Let me break this down so anyone can understand it, no PhD required.

The Columbia team took healthy human embryos at the single-cell stage (zygotes, in scientific terms) and used a tool called base editing to change specific "letters" in their DNA. They targeted two genes: PCSK9, which regulates cholesterol, and HBG1/HBG2, which control fetal hemoglobin production.

Why those genes? Not because the embryos had any disease-causing mutations that needed fixing. The researchers themselves said they chose these genes simply because they were "well studied." Not because of therapeutic promise. Just because they were convenient.

Let that sink in for a moment.

Wait, What's Base Editing?

If traditional CRISPR is a pair of molecular scissors that cuts both strands of DNA, imagine taking a pair of hedge clippers to a jumbled extension cord and hoping you can tape it back together correctly, base editing is more like using a microscopic pencil.

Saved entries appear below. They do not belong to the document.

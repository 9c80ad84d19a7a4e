//! Growable extent-mapped files for strata's persistent storage.
//!
//! Every on-disk structure in strata sits on top of a [`MappedFile`]: a plain
//! file mapped into memory, addressed as a flat logical byte space that is
//! carved into fixed-size extents. Accessors hand out bounds-checked slices
//! that are guaranteed not to straddle an extent boundary; ranges that may
//! cross one (bulk copies, zero-fill) go through chunked primitives driven by
//! [`MappedFile::extent_remaining`].

mod error;
mod file;

pub use error::{Result, StorageError};
pub use file::{AccessMode, MappedFile};
use std::env;

use anyhow::Context;
use chrono::{FixedOffset, Offset, Utc};

pub const DEFAULT_BIND: &str = "0.0.0.0:8000";
pub const DEFAULT_MAX_CONNECTIONS: u32 = 5;
/// Pakistan Standard Time, UTC+05:00.
pub const DEFAULT_TZ_OFFSET_MINUTES: i32 = 300;

#[derive(Debug, Clone)]
pub struct Settings {
    pub database_url: Option<String>,
    pub max_connections: u32,
    pub bind_addr: String,
    pub deadline_offset: FixedOffset,
    pub log_json: bool,
}

impl Settings {
    pub fn from_env() -> anyhow::Result<Self> {
        let offset_minutes = env_parse("UNIGUIDE_TZ_OFFSET_MINUTES", DEFAULT_TZ_OFFSET_MINUTES);
        let deadline_offset = offset_minutes
            .checked_mul(60)
            .and_then(FixedOffset::east_opt)
            .with_context(|| {
                format!("UNIGUIDE_TZ_OFFSET_MINUTES={offset_minutes} is not a valid UTC offset")
            })?;

        Ok(Self {
            database_url: env::var("DATABASE_URL").ok().filter(|v| !v.trim().is_empty()),
            max_connections: env_parse("UNIGUIDE_MAX_CONNECTIONS", DEFAULT_MAX_CONNECTIONS).max(1),
            bind_addr: env::var("UNIGUIDE_BIND").unwrap_or_else(|_| DEFAULT_BIND.to_string()),
            deadline_offset,
            log_json: env_bool("UNIGUIDE_LOG_JSON", false),
        })
    }

    pub fn database_url(&self) -> anyhow::Result<&str> {
        self.database_url
            .as_deref()
            .context("DATABASE_URL must be set to a production Postgres instance")
    }
}

impl Default for Settings {
    fn default() -> Self {
        Self {
            database_url: None,
            max_connections: DEFAULT_MAX_CONNECTIONS,
            bind_addr: DEFAULT_BIND.to_string(),
            deadline_offset: FixedOffset::east_opt(DEFAULT_TZ_OFFSET_MINUTES * 60)
                .unwrap_or_else(|| Utc.fix()),
            log_json: false,
        }
    }
}

pub fn env_bool(name: &str, default: bool) -> bool {
    env::var(name)
        .ok()
        .and_then(|v| parse_bool(&v))
        .unwrap_or(default)
}

fn parse_bool(value: &str) -> Option<bool> {
    match value.trim() {
        "1" | "true" | "TRUE" | "yes" | "YES" => Some(true),
        "0" | "false" | "FALSE" | "no" | "NO" => Some(false),
        _ => None,
    }
}

fn env_parse<T: std::str::FromStr>(name: &str, default: T) -> T {
    env::var(name)
        .ok()
        .and_then(|v| v.trim().parse::<T>().ok())
        .unwrap_or(default)
}

#[cfg(test)]
mod tests {
    use super::*;

    #[test]
    fn parses_common_bool_spellings() {
        assert_eq!(parse_bool("yes"), Some(true));
        assert_eq!(parse_bool(" 0 "), Some(false));
        assert_eq!(parse_bool("maybe"), None);
    }

    #[test]
    fn defaults_to_pakistan_time() {
        let settings = Settings::default();
        assert_eq!(settings.deadline_offset.local_minus_utc(), 5 * 3600);
        assert_eq!(settings.bind_addr, "0.0.0.0:8000");
        assert!(settings.database_url().is_err());
    }
}
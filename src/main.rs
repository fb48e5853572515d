use std::path::PathBuf;
use std::sync::Arc;

use anyhow::Context;
use clap::{ArgGroup, Args, Parser, Subcommand};
use sqlx::postgres::PgPoolOptions;
use tokio::net::TcpListener;
use tracing::info;
use tracing_subscriber::{layer::SubscriberExt, util::SubscriberInitExt, EnvFilter};

use uniguide::aggregate::{self, AggregateOptions, AggregateRequest, Marks};
use uniguide::db::{self, PgStore};
use uniguide::store::ingest_file;
use uniguide::{build_router, deadlines, report, AppState, DeadlineClock, DeadlineFilter};
use uniguide::{MemoryStore, Settings, UniversityStore};

#[derive(Parser)]
#[command(name = "uniguide")]
#[command(
    about = "Admissions deadlines and merit aggregates for Pakistani universities",
    long_about = None
)]
struct Cli {
    #[command(subcommand)]
    command: Commands,
}

#[derive(Args)]
#[command(group(
    ArgGroup::new("scope")
        .args(["university", "city"])
        .multiple(false)
))]
struct Scope {
    #[arg(long)]
    university: Option<String>,
    #[arg(long)]
    city: Option<String>,
}

impl From<Scope> for DeadlineFilter {
    fn from(scope: Scope) -> Self {
        DeadlineFilter {
            university: scope.university,
            city: scope.city,
        }
    }
}

#[derive(Subcommand)]
enum Commands {
    /// Create or upgrade the database schema
    InitDb,
    /// Load sample university documents
    Seed,
    /// Store scraper output (university documents or deadline rows) from a JSON file
    Ingest {
        #[arg(long)]
        json: PathBuf,
    },
    /// Print upcoming and past deadlines
    Deadlines {
        #[command(flatten)]
        scope: Scope,
        #[arg(long, default_value_t = 20)]
        limit: usize,
    },
    /// Generate a markdown deadline digest
    Report {
        #[command(flatten)]
        scope: Scope,
        #[arg(long, default_value = "deadlines.md")]
        out: PathBuf,
    },
    /// Export normalized deadlines as CSV
    Export {
        #[command(flatten)]
        scope: Scope,
        #[arg(long)]
        out: PathBuf,
    },
    /// Compute a merit aggregate
    Aggregate {
        #[arg(long)]
        university: String,
        #[arg(long)]
        matric_obtained: f64,
        #[arg(long)]
        matric_total: f64,
        #[arg(long)]
        inter_obtained: f64,
        #[arg(long)]
        inter_total: f64,
        #[arg(long)]
        test_obtained: f64,
        #[arg(long)]
        test_total: f64,
        #[arg(long)]
        engineering: bool,
        #[arg(long, default_value_t = 100.0)]
        weightage: f64,
        #[arg(long, default_value_t = 0)]
        gap_years: u32,
        #[arg(long)]
        hafiz: bool,
    },
    /// Serve the REST API
    Serve {
        #[arg(long)]
        bind: Option<String>,
        /// Serve seeded in-memory data instead of Postgres
        #[arg(long)]
        memory: bool,
    },
}

fn init_tracing(log_json: bool) {
    let filter = EnvFilter::try_from_default_env().unwrap_or_else(|_| EnvFilter::new("info"));
    if log_json {
        tracing_subscriber::registry()
            .with(filter)
            .with(tracing_subscriber::fmt::layer().json())
            .init();
    } else {
        tracing_subscriber::registry()
            .with(filter)
            .with(tracing_subscriber::fmt::layer())
            .init();
    }
}

async fn connect(settings: &Settings) -> anyhow::Result<PgStore> {
    let pool = PgPoolOptions::new()
        .max_connections(settings.max_connections)
        .connect(settings.database_url()?)
        .await
        .context("failed to connect to Postgres")?;
    Ok(PgStore::new(pool))
}

async fn load_digest(
    settings: &Settings,
    filter: &DeadlineFilter,
) -> anyhow::Result<(DeadlineClock, uniguide::DeadlineDigest)> {
    let store = connect(settings).await?;
    let docs = store.find_all().await?;
    let standalone = store.find_all_deadlines().await?;
    let clock = DeadlineClock::now(settings.deadline_offset);
    let digest = deadlines::digest_documents(&docs, &standalone, filter, &clock);
    Ok((clock, digest))
}

async fn shutdown_signal() {
    if tokio::signal::ctrl_c().await.is_err() {
        std::future::pending::<()>().await;
    }
    info!("shutdown signal received");
}

#[tokio::main]
async fn main() -> anyhow::Result<()> {
    let cli = Cli::parse();
    let settings = Settings::from_env()?;
    init_tracing(settings.log_json);

    match cli.command {
        Commands::InitDb => {
            let store = connect(&settings).await?;
            db::init_db(store.pool()).await?;
            println!("Schema ready.");
        }
        Commands::Seed => {
            let store = connect(&settings).await?;
            let seeded = db::seed(&store).await?;
            println!("Seeded {seeded} universities.");
        }
        Commands::Ingest { json } => {
            let store = connect(&settings).await?;
            let stored = ingest_file(&store, &json).await?;
            println!(
                "Stored {} universities and {} standalone deadlines from {}.",
                stored.universities,
                stored.deadlines,
                json.display()
            );
        }
        Commands::Deadlines { scope, limit } => {
            let filter = DeadlineFilter::from(scope);
            let (clock, digest) = load_digest(&settings, &filter).await?;

            if digest.total_deadlines == 0 {
                println!("No dated deadlines found.");
                return Ok(());
            }

            println!(
                "{} deadlines as of {} ({} upcoming, {} past):",
                digest.total_deadlines, clock.today, digest.upcoming_count, digest.past_count
            );
            for deadline in digest.deadlines.iter().take(limit) {
                println!(
                    "- {} {} | {} | {}",
                    if deadline.is_past { "closed" } else { "open  " },
                    deadline.parsed_date,
                    deadline.record.university_name,
                    deadline.record.title
                );
            }
        }
        Commands::Report { scope, out } => {
            let filter = DeadlineFilter::from(scope);
            let (clock, digest) = load_digest(&settings, &filter).await?;
            let markdown = report::build_report(filter.label(), clock.today, &digest);
            std::fs::write(&out, markdown)
                .with_context(|| format!("failed to write {}", out.display()))?;
            println!("Report written to {}.", out.display());
        }
        Commands::Export { scope, out } => {
            let filter = DeadlineFilter::from(scope);
            let (_, digest) = load_digest(&settings, &filter).await?;
            let file = std::fs::File::create(&out)
                .with_context(|| format!("failed to create {}", out.display()))?;
            let written = report::export_csv(file, &digest.deadlines)?;
            println!("Exported {written} deadlines to {}.", out.display());
        }
        Commands::Aggregate {
            university,
            matric_obtained,
            matric_total,
            inter_obtained,
            inter_total,
            test_obtained,
            test_total,
            engineering,
            weightage,
            gap_years,
            hafiz,
        } => {
            let request = AggregateRequest {
                university,
                marks: Marks {
                    matric_obtained,
                    matric_total,
                    inter_obtained,
                    inter_total,
                    test_obtained,
                    test_total,
                },
                is_engineering: engineering,
                options: AggregateOptions {
                    hafiz,
                    weightage,
                    gap_years,
                    ..AggregateOptions::default()
                },
            };
            let value = aggregate::calculate(&request)?;
            println!("Aggregate for {}: {value:.2}%", request.university.trim());
        }
        Commands::Serve { bind, memory } => {
            let store: Arc<dyn UniversityStore> = if memory {
                let store = MemoryStore::default();
                db::seed(&store).await?;
                Arc::new(store)
            } else {
                Arc::new(connect(&settings).await?)
            };

            let bind_addr = bind.unwrap_or_else(|| settings.bind_addr.clone());
            let app = build_router(AppState::new(store, settings));
            let listener = TcpListener::bind(&bind_addr)
                .await
                .with_context(|| format!("failed to bind {bind_addr}"))?;
            info!("uniguide listening on {bind_addr}");

            axum::serve(listener, app)
                .with_graceful_shutdown(shutdown_signal())
                .await
                .context("server error")?;
        }
    }

    Ok(())
}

It doesn't cut anything. Instead, it chemically converts one DNA letter into another. It nicks a single strand, swaps a single base (say, an A to a G), and leaves the rest of the genetic code intact.

That precision makes it far safer than CRISPR-Cas9. At least in theory.

The researchers were able to edit up to three-quarters of cells in some embryos with no detectable chromosomal abnormalities, something previous CRISPR attempts could never claim.

Nathan Treff, chief clinical officer at Nucleus Genomics and an author on the preprint, called this absence of aneuploidy (abnormal chromosome counts) "the biggest success".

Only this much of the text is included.